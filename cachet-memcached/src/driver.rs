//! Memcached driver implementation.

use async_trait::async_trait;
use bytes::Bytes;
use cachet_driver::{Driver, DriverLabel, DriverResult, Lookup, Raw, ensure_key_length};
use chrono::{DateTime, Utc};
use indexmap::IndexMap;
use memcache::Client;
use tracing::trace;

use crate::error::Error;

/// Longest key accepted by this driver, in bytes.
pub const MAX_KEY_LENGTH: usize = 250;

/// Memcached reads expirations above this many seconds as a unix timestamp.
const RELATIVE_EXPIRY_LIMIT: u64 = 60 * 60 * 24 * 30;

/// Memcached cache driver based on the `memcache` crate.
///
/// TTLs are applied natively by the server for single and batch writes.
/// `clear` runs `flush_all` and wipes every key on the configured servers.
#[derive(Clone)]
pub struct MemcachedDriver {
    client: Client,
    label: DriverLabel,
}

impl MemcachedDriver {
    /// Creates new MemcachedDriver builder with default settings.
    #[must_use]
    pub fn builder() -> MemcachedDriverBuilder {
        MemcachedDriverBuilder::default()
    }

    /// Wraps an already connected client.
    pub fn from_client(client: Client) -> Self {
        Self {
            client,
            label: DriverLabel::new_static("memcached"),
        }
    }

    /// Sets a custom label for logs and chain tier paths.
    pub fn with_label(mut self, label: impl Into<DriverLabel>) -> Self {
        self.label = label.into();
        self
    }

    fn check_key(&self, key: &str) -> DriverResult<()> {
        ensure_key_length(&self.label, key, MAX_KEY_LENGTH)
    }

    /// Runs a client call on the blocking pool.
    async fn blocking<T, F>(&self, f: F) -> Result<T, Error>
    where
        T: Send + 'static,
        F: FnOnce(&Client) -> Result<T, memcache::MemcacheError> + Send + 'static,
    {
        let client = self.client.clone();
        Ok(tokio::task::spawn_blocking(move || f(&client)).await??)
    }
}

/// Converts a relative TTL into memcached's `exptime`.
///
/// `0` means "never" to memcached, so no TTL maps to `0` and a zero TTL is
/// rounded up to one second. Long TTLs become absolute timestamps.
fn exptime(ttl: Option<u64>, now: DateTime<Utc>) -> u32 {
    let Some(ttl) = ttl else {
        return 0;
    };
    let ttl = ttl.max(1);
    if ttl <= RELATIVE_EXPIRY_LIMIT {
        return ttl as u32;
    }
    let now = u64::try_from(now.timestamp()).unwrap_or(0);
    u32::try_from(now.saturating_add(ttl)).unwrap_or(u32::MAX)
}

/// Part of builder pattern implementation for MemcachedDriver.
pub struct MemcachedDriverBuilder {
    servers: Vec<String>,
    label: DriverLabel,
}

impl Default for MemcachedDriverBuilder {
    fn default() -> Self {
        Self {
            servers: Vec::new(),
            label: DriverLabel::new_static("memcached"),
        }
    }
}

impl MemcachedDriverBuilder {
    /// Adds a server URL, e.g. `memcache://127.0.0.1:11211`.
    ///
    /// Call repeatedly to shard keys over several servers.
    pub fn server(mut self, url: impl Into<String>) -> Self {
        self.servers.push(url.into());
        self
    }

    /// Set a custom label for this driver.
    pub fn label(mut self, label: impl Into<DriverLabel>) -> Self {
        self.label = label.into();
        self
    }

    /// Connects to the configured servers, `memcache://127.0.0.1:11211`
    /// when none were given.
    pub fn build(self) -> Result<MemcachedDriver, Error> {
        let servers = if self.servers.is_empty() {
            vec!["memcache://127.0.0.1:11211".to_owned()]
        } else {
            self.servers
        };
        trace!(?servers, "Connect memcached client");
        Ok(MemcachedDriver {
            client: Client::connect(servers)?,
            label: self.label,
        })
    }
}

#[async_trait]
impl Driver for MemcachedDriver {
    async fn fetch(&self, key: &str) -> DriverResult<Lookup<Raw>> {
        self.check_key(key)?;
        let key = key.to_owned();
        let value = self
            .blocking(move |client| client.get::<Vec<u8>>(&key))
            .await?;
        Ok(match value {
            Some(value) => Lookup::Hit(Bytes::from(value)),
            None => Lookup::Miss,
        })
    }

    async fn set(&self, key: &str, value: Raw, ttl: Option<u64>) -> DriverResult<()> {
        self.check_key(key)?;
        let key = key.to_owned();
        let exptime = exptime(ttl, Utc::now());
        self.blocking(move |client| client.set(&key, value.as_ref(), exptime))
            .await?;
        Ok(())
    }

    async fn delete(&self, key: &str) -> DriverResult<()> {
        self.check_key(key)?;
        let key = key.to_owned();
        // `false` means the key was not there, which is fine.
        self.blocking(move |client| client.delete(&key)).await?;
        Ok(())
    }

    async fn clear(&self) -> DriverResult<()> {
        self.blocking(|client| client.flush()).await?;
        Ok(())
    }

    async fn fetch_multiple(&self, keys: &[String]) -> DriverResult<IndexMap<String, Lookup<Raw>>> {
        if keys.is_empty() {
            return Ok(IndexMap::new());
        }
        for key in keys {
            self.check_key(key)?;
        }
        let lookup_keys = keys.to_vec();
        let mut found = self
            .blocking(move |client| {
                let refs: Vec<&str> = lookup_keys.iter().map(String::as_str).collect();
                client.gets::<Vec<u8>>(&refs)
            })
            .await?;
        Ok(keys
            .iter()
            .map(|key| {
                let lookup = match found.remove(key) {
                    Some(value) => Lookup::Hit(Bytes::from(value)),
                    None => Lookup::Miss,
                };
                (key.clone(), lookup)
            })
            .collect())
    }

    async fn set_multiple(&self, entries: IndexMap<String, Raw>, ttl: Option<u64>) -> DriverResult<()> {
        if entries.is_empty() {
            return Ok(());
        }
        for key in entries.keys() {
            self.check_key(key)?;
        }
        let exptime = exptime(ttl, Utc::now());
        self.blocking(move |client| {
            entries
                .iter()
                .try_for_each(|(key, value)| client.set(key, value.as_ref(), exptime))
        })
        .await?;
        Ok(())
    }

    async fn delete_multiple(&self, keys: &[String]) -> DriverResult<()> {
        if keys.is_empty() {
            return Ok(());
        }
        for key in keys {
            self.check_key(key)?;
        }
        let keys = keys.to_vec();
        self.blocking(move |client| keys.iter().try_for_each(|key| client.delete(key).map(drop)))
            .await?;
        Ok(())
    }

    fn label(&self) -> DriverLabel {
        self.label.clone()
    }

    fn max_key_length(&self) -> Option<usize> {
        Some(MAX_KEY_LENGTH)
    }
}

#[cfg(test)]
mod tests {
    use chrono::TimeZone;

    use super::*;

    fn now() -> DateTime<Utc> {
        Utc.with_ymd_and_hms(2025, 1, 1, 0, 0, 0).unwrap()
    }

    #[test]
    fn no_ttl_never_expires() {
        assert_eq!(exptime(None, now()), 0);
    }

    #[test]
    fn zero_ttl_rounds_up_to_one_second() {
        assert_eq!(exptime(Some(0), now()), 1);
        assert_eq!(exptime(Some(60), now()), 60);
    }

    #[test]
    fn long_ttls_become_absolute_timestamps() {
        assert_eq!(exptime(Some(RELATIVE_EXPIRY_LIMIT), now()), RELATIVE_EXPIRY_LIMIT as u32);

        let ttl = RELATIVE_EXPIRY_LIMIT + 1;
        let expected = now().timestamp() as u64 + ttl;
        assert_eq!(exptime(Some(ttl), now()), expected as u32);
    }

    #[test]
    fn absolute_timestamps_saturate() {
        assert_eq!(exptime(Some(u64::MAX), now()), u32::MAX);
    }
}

Exercise aim: What lines in the records contain the word "collect"? Return each one.

Solution for this task:
                let refs: Vec<&str> = lookup_keys.iter().map(String::as_str).collect();
            .collect())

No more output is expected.